Look for the word "SmolStr" in the entries and copy every line where it shows up.

----------------

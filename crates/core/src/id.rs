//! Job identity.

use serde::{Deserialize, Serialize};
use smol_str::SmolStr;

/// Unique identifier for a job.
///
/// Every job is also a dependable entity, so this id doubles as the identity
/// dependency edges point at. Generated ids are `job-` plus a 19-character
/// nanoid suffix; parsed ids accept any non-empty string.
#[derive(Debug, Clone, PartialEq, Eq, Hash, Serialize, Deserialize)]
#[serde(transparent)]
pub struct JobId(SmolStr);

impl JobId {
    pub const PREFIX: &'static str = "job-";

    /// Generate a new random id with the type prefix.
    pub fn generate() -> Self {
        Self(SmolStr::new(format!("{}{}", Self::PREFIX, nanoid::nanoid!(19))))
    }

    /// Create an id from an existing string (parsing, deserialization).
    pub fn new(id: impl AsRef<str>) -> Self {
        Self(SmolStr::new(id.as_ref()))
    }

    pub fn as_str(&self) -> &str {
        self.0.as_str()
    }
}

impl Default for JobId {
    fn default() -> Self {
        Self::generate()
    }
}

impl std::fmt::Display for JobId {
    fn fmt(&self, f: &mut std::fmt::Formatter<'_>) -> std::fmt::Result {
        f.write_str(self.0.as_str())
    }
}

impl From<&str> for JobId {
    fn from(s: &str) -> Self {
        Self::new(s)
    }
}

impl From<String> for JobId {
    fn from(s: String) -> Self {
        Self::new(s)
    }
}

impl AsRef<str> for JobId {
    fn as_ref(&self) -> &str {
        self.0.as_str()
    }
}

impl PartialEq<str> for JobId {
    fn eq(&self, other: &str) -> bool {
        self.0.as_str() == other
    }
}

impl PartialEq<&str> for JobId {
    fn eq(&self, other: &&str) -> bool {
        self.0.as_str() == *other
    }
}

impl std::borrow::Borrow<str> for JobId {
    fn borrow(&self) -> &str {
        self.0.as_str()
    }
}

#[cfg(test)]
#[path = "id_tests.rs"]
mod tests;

----------------

* **Answer to this problem**
use smol_str::SmolStr;
pub struct JobId(SmolStr);
        Self(SmolStr::new(format!("{}{}", Self::PREFIX, nanoid::nanoid!(19))))
        Self(SmolStr::new(id.as_ref()))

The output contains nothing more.